Me preguntas la razón de que no está escrito y lo único que se me antoja responder, aunque no sé si creo en ello, es que a veces hay cosas que es mejor no escribir y no por malas, sino porque la oralidad les permite vivir de una forma que la impresión en el papel no permite. Ahora que lo escribo es algo que diría alguien que me podría caer muy mal. Uno también es pura contradicción.
Por algo que no me queda muy claro, discutimos si se puede tener algo favorito de cualquier cosa. Asumimos que sí, pero que depende el día de la semana. Y proseguimos en tu auto el itinerario hacia el parque estatal donde está la entrada hacia el lago. Al estacionarte pensé que cuando era niño estaba muy seguro de mis cosas favoritas y me inquietó ya no tener esa determinación para delimitar el mundo.
Extendemos las toallas. Pones unas canciones de Bob Dylan y quedo anonadado de lo contundente que se mira el azul del lago. Decido entrar en esa oscilación sin titubeos. Siento como mi cuerpo por fin detiene un antiguo reclamo.
Ya en el agua nos preguntamos la razón de nuestros nombres. Ninguna de las cosas que decimos es más satisfactoria o llega más lejos del simple, no lo sé, mi madre y mi padre así lo quisieron. Hay algunos perros corriendo, hay otras personas acomodando sus sombrillas y algunos veleros van con tal ligereza sobre el agua, que por unos minutos creo que ahogarse es tan sólo algo que se les cuenta a los niños para que no se metan a nadar de inmediato después de haber comido.
Nos recostamos sobre las toallas. No sé qué significaba cumplir años, pero tampoco me molesta no saberlo. Recuerdo mi cumpleaños anterior, pero detengo el repaso cuando siento cómo el sol me exige el presente. Tomas algunas fotos con una cámara instantánea. Luego me la prestas y yo tomo algunas otras más. Nunca lo había hecho. Me siento presa irremediable de la era digital cuando al revelarse la foto, trato de usar mi dedo índice y pulgar para abrirla en zoom. Creo que no te das cuenta.
Decidimos volver a casa. La propuesta es cocinar algo los tres y a mí me parece bien. Cada quién realiza una parte de la receta. En medio de la comida me desean felicidades. Sonrío de nuevo y el verde de los árboles tiene una intensidad que no recuerdo de otro momento. Recogemos los platos y ordenamos la cocina. Todo está en su lugar y nadie tiene duda alguna de lo que cada quien merece, al menos después de esa comida. Estar satisfecho, creo así le dicen a esa breve sensación.

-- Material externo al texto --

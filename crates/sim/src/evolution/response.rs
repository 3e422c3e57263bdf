//! Rate responses: event rates as functions of lineage state and time.

use super::context::MotifModel;
use crate::errors::ConfigurationError;
use crate::tree::LineageState;
use std::sync::Arc;

/// Instantaneous rate of one event type for a lineage.
///
/// Every variant except `Scheduled` depends on the lineage state only, so the
/// engine can draw waiting times by exact inversion. `Scheduled` varies in
/// time and is handled by thinning against [`Response::rate_bound`].
#[derive(Debug, Clone, PartialEq)]
pub enum Response {
    /// The same rate for every lineage.
    Constant { value: f64 },

    /// Logistic function of the phenotype,
    /// `yscale / (1 + exp(-xscale * (x - xshift))) + yshift`.
    ///
    /// Ranges from `yshift` (low phenotypes when `xscale > 0`) to
    /// `yshift + yscale`, with its midpoint at `x = xshift`.
    Sigmoid {
        xscale: f64,
        xshift: f64,
        yscale: f64,
        yshift: f64,
    },

    /// `intensity` times the summed context mutability of the lineage's
    /// sequence. Lineages without a sequence have rate zero.
    SequenceContext {
        model: Arc<MotifModel>,
        intensity: f64,
    },

    /// A time-homogeneous `base` response scaled by a piecewise-constant
    /// multiplier: `multipliers[k]` applies on the `k`-th interval cut by the
    /// sorted `breakpoints`.
    Scheduled {
        base: Box<Response>,
        breakpoints: Vec<f64>,
        multipliers: Vec<f64>,
    },
}

impl Response {
    pub fn constant(value: f64) -> Self {
        Self::Constant { value }
    }

    pub fn sigmoid(xscale: f64, xshift: f64, yscale: f64, yshift: f64) -> Self {
        Self::Sigmoid {
            xscale,
            xshift,
            yscale,
            yshift,
        }
    }

    pub fn sequence_context(model: Arc<MotifModel>, intensity: f64) -> Self {
        Self::SequenceContext { model, intensity }
    }

    pub fn scheduled(base: Response, breakpoints: Vec<f64>, multipliers: Vec<f64>) -> Self {
        Self::Scheduled {
            base: Box::new(base),
            breakpoints,
            multipliers,
        }
    }

    /// Rate for a lineage in `state` at time `t`.
    pub fn rate(&self, state: &LineageState, t: f64) -> f64 {
        match self {
            Self::Constant { value } => *value,
            Self::Sigmoid {
                xscale,
                xshift,
                yscale,
                yshift,
            } => yscale / (1.0 + (-xscale * (state.phenotype - xshift)).exp()) + yshift,
            Self::SequenceContext { model, intensity } => state
                .sequence
                .as_ref()
                .map_or(0.0, |seq| intensity * model.total_mutability(seq)),
            Self::Scheduled {
                base,
                breakpoints,
                multipliers,
            } => {
                let k = breakpoints.partition_point(|&b| b <= t);
                base.rate(state, t) * multipliers[k]
            }
        }
    }

    #[inline]
    pub fn is_time_homogeneous(&self) -> bool {
        !matches!(self, Self::Scheduled { .. })
    }

    /// An upper bound on `rate(state, s)` for `s` in `[t0, t1]`.
    ///
    /// Exact for time-homogeneous responses. For `Scheduled` it is the base
    /// rate times the largest multiplier on an interval overlapping the
    /// window.
    pub fn rate_bound(&self, state: &LineageState, t0: f64, t1: f64) -> f64 {
        match self {
            Self::Scheduled {
                base,
                breakpoints,
                multipliers,
            } => {
                let first = breakpoints.partition_point(|&b| b <= t0);
                let last = breakpoints.partition_point(|&b| b <= t1).max(first);
                let peak = multipliers[first..=last].iter().copied().fold(0.0, f64::max);
                base.rate(state, t0) * peak
            }
            _ => self.rate(state, t0),
        }
    }

    /// True when the response reads the lineage's sequence.
    pub fn requires_sequence(&self) -> bool {
        match self {
            Self::SequenceContext { .. } => true,
            Self::Scheduled { base, .. } => base.requires_sequence(),
            _ => false,
        }
    }

    /// Check that the response can never produce a negative or non-finite
    /// rate. `name` identifies the event in the error.
    pub fn validate(&self, name: &'static str) -> Result<(), ConfigurationError> {
        let non_negative = |v: f64| v.is_finite() && v >= 0.0;
        match self {
            Self::Constant { value } if !non_negative(*value) => {
                Err(ConfigurationError::NegativeRate(name, *value))
            }
            Self::Constant { .. } => Ok(()),
            Self::Sigmoid {
                xscale,
                xshift,
                yscale,
                yshift,
            } => {
                if [xscale, xshift, yscale, yshift].iter().any(|v| !v.is_finite()) {
                    return Err(ConfigurationError::InvalidParameter(format!(
                        "sigmoid {name} response has a non-finite parameter"
                    )));
                }
                // the curve stays between yshift and yshift + yscale
                let lowest = yshift.min(yshift + yscale);
                if lowest < 0.0 {
                    return Err(ConfigurationError::NegativeRate(name, lowest));
                }
                Ok(())
            }
            Self::SequenceContext { intensity, .. } if !non_negative(*intensity) => {
                Err(ConfigurationError::NegativeRate(name, *intensity))
            }
            Self::SequenceContext { .. } => Ok(()),
            Self::Scheduled {
                base,
                breakpoints,
                multipliers,
            } => {
                if !base.is_time_homogeneous() {
                    return Err(ConfigurationError::InvalidSchedule(
                        "schedules cannot be nested".into(),
                    ));
                }
                if multipliers.len() != breakpoints.len() + 1 {
                    return Err(ConfigurationError::InvalidSchedule(format!(
                        "{} breakpoints need {} multipliers, found {}",
                        breakpoints.len(),
                        breakpoints.len() + 1,
                        multipliers.len()
                    )));
                }
                if breakpoints.iter().any(|b| !b.is_finite())
                    || breakpoints.windows(2).any(|w| w[0] >= w[1])
                {
                    return Err(ConfigurationError::InvalidSchedule(
                        "breakpoints must be finite and strictly increasing".into(),
                    ));
                }
                if let Some(&m) = multipliers.iter().find(|&&m| !non_negative(m)) {
                    return Err(ConfigurationError::NegativeRate(name, m));
                }
                base.validate(name)
            }
        }
    }
}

Decidimos seguir la conversación un poco más en el patio. Después, ya casi a oscuras, uno a uno se va yendo. Me quedo solo mirando al bosque adoptar la falta de luz cómo su verdadera ambición y forma. Debe ser increíble ser un animal y no tenerle miedo a lo que no se ve. Debe ser increíble ser aquello que no se ve.
Me meto a mi habitación, mañana tengo que cruzar casi un país entero, pero siento una vitalidad insospechada por el viaje. Me recuerdo un poco más joven, las imágenes no son muy precisas, y mejor no insisto en nada y dejo que mi memoria haga lo que desea. La alarma debe sonar de nuevo a las 6 de la mañana y cierro los ojos como si todo me hubiera sido devuelto.

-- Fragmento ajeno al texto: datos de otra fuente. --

impl Configuration {
    pub fn new(execution: ExecutionConfig, process: ProcessConfig, model: ModelConfig) -> Self {
        Self {
            execution,
            process,
            model,
        }
    }

    /// Read a configuration from a JSON file. Relative table paths are taken
    /// relative to the file's directory.
    pub fn load(path: &Path) -> Result<Self, TableError> {
        let text = fs::read_to_string(path)?;
        let mut config: Self = serde_json::from_str(&text)?;
        if let Some(dir) = path.parent() {
            config.model.resolve_paths(dir);
        }
        Ok(config)
    }

    pub fn save(&self, path: &Path) -> Result<(), TableError> {
        let json = serde_json::to_string_pretty(self)?;
        fs::write(path, json)?;
        Ok(())
    }

    /// Validate the configuration, load any tables it names and assemble the
    /// process and root state.
    pub fn build(&self) -> Result<SimulationSetup, BuilderError> {
        self.execution.retry.validate()?;

        let (mutator, motif_model, root) = match &self.model {
            ModelConfig::Discrete {
                state_space,
                transition_matrix,
                initial_state,
            } => {
                let phenotype = *state_space.get(*initial_state).ok_or_else(|| {
                    ConfigurationError::InvalidParameter(format!(
                        "initial_state {initial_state} is outside a state space of {} states",
                        state_space.len()
                    ))
                })?;
                let mutator = DiscreteMutator::new(state_space.clone(), transition_matrix.clone())?;
                (Mutator::from(mutator), None, LineageState::discrete(phenotype))
            }
            ModelConfig::Sequence {
                naive_sequence,
                chain_boundary,
                mutability_path,
                substitution_path,
                dms_path,
                phenotype_column,
                nonsense_phenotype,
            } => {
                let naive = Sequence::parse_non_empty(naive_sequence)?;

                let model = match (mutability_path, substitution_path) {
                    (Some(mutability), Some(substitution)) => MotifModel::new(
                        &read_mutability(mutability)?,
                        &read_substitution(substitution)?,
                        *chain_boundary,
                    )?,
                    // unit total mutability for the naive sequence
                    (None, None) => MotifModel::uniform(1.0 / naive.len() as f64, *chain_boundary)?,
                    (Some(_), None) => return Err(BuilderError::MissingRequired("substitution_path")),
                    (None, Some(_)) => return Err(BuilderError::MissingRequired("mutability_path")),
                };
                model.check_sequence(&naive)?;

                let gp_map = match dms_path {
                    Some(path) => AdditiveGpMap::from_effects(
                        &naive,
                        *chain_boundary,
                        &read_effects(path, phenotype_column)?,
                        *nonsense_phenotype,
                    )?,
                    None => AdditiveGpMap::from_effects(
                        &naive,
                        *chain_boundary,
                        &[],
                        *nonsense_phenotype,
                    )?,
                };

                let root = LineageState::with_sequence(gp_map.phenotype(&naive)?, naive);
                let model = Arc::new(model);
                let mutator = SequencePhenotypeMutator::new(Arc::clone(&model), Arc::new(gp_map));
                (Mutator::from(mutator), Some(model), root)
            }
        };

        let process = BranchingProcess::new(
            self.process.birth.to_response(motif_model.as_ref())?,
            self.process.death.to_response(motif_model.as_ref())?,
            self.process.mutation.to_response(motif_model.as_ref())?,
            mutator,
            self.process.evolve,
        )?;
        process.check_root(&root)?;

        Ok(SimulationSetup {
            process,
            root,
            policy: self.execution.retry,
            num_trees: self.execution.num_trees,
            seed: self.execution.seed,
        })
    }
}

La alarma justo suena. Me alisto. Tomo agua. Ahí está el bosque que ahora ha recuperado su falsa forma. No me siento diferente por fuera, pero al observarme por el espejo retrovisor de tu auto, algo pronuncia mi nombre de un modo que no me había conocido. Tampoco insisto en esa idea y dejo que mis años hagan lo que quieran. Lo hacen.

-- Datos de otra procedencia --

//! Simulation parameters.
//!
//! This module provides the parameter structures that control how a tree is
//! grown (horizon and capacity) and how generated trees are accepted.

use crate::errors::ConfigurationError;
use serde::{Deserialize, Serialize};
use std::fmt;
use std::str::FromStr;

/// How the population is held at or below its capacity.
#[derive(Debug, Clone, Copy, PartialEq, Eq, Hash, Default, Serialize, Deserialize)]
#[serde(rename_all = "lowercase")]
pub enum CapacityMethod {
    /// Births are suppressed while the population is at capacity.
    #[default]
    Birth,
    /// Births always happen; random lineages are then killed until the
    /// population is back at capacity.
    Hard,
}

impl CapacityMethod {
    pub fn as_str(self) -> &'static str {
        match self {
            Self::Birth => "birth",
            Self::Hard => "hard",
        }
    }
}

impl fmt::Display for CapacityMethod {
    fn fmt(&self, f: &mut fmt::Formatter<'_>) -> fmt::Result {
        f.write_str(self.as_str())
    }
}

impl FromStr for CapacityMethod {
    type Err = ConfigurationError;

    fn from_str(s: &str) -> Result<Self, Self::Err> {
        match s.to_ascii_lowercase().as_str() {
            "birth" => Ok(Self::Birth),
            "hard" => Ok(Self::Hard),
            _ => Err(ConfigurationError::UnknownCapacityMethod(s.to_string())),
        }
    }
}

/// Parameters of a single tree growth.
#[derive(Debug, Clone, Copy, PartialEq, Serialize, Deserialize)]
pub struct EvolveConfig {
    /// Time at which growth stops.
    pub horizon: f64,
    /// Maximum number of simultaneously active lineages; `None` is unbounded.
    #[serde(default)]
    pub capacity: Option<usize>,
    #[serde(default)]
    pub capacity_method: CapacityMethod,
    /// Fewer lineages than this at the horizon counts as extinction.
    #[serde(default = "default_min_survivors")]
    pub min_survivors: usize,
}

fn default_min_survivors() -> usize {
    1
}

impl EvolveConfig {
    /// Unbounded growth to `horizon` requiring one survivor.
    pub fn new(horizon: f64) -> Self {
        Self {
            horizon,
            capacity: None,
            capacity_method: CapacityMethod::default(),
            min_survivors: default_min_survivors(),
        }
    }

    pub fn with_capacity(mut self, capacity: usize, method: CapacityMethod) -> Self {
        self.capacity = Some(capacity);
        self.capacity_method = method;
        self
    }

    pub fn with_min_survivors(mut self, min_survivors: usize) -> Self {
        self.min_survivors = min_survivors;
        self
    }

    pub fn validate(&self) -> Result<(), ConfigurationError> {
        if !self.horizon.is_finite() || self.horizon <= 0.0 {
            return Err(ConfigurationError::InvalidHorizon(self.horizon));
        }
        if self.capacity == Some(0) {
            return Err(ConfigurationError::ZeroCapacity);
        }
        Ok(())
    }
}

/// Acceptance rules of the caller-level retry loop.
#[derive(Debug, Clone, Copy, PartialEq, Serialize, Deserialize)]
pub struct RetryPolicy {
    /// Probability with which each survivor is sampled.
    pub sampling_probability: f64,
    /// Trees with fewer sampled leaves are rejected and regrown.
    #[serde(default = "default_min_sampled")]
    pub min_sampled: usize,
    /// Attempts per tree before giving up.
    #[serde(default = "default_max_attempts")]
    pub max_attempts: usize,
}

fn default_min_sampled() -> usize {
    1
}

fn default_max_attempts() -> usize {
    10_000
}

impl RetryPolicy {
    pub fn new(sampling_probability: f64) -> Self {
        Self {
            sampling_probability,
            min_sampled: default_min_sampled(),
            max_attempts: default_max_attempts(),
        }
    }

    pub fn with_min_sampled(mut self, min_sampled: usize) -> Self {
        self.min_sampled = min_sampled;
        self
    }

    pub fn with_max_attempts(mut self, max_attempts: usize) -> Self {
        self.max_attempts = max_attempts;
        self
    }

    pub fn validate(&self) -> Result<(), ConfigurationError> {
        if !(0.0..=1.0).contains(&self.sampling_probability) {
            return Err(ConfigurationError::InvalidProbability(
                "sampling",
                self.sampling_probability,
            ));
        }
        if self.max_attempts == 0 {
            return Err(ConfigurationError::InvalidParameter(
                "max_attempts must be at least 1".into(),
            ));
        }
        Ok(())
    }
}

#[cfg(test)]
mod tests {
    use super::*;

    #[test]
    fn test_capacity_method_parse() {
        assert_eq!("birth".parse::<CapacityMethod>(), Ok(CapacityMethod::Birth));
        assert_eq!("HARD".parse::<CapacityMethod>(), Ok(CapacityMethod::Hard));
        assert_eq!(
            "soft".parse::<CapacityMethod>(),
            Err(ConfigurationError::UnknownCapacityMethod("soft".into()))
        );
        assert_eq!(CapacityMethod::Hard.to_string(), "hard");
    }

    #[test]
    fn test_evolve_config_validate() {
        assert!(EvolveConfig::new(15.0).validate().is_ok());
        assert_eq!(
            EvolveConfig::new(0.0).validate(),
            Err(ConfigurationError::InvalidHorizon(0.0))
        );
        assert!(EvolveConfig::new(f64::INFINITY).validate().is_err());
        assert_eq!(
            EvolveConfig::new(1.0)
                .with_capacity(0, CapacityMethod::Hard)
                .validate(),
            Err(ConfigurationError::ZeroCapacity)
        );
    }

    #[test]
    fn test_evolve_config_serde_defaults() {
        let config: EvolveConfig = serde_json::from_str(r#"{"horizon": 5.0}"#).unwrap();
        assert_eq!(config, EvolveConfig::new(5.0));

        let config: EvolveConfig = serde_json::from_str(
            r#"{"horizon": 5.0, "capacity": 100, "capacity_method": "hard", "min_survivors": 0}"#,
        )
        .unwrap();
        assert_eq!(config.capacity, Some(100));
        assert_eq!(config.capacity_method, CapacityMethod::Hard);
        assert_eq!(config.min_survivors, 0);
    }

    #[test]
    fn test_retry_policy_validate() {
        assert!(RetryPolicy::new(0.1).validate().is_ok());
        assert!(RetryPolicy::new(1.1).validate().is_err());
        assert!(RetryPolicy::new(0.1).with_max_attempts(0).validate().is_err());
    }
}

Me dejas en la estación. Nos abrazamos de despedida y mutuamente nos damos las gracias por este día y medio de visita. ¡Hasta el próximo año!, decimos y al mismo tiempo que la ciudad se hace nada por el vidrio mientras me alejo de la estación, alguien me susurra para qué he venido hasta acá.
La situación es que no sé si le creo. No creer es emocionante. Claro, sólo a veces.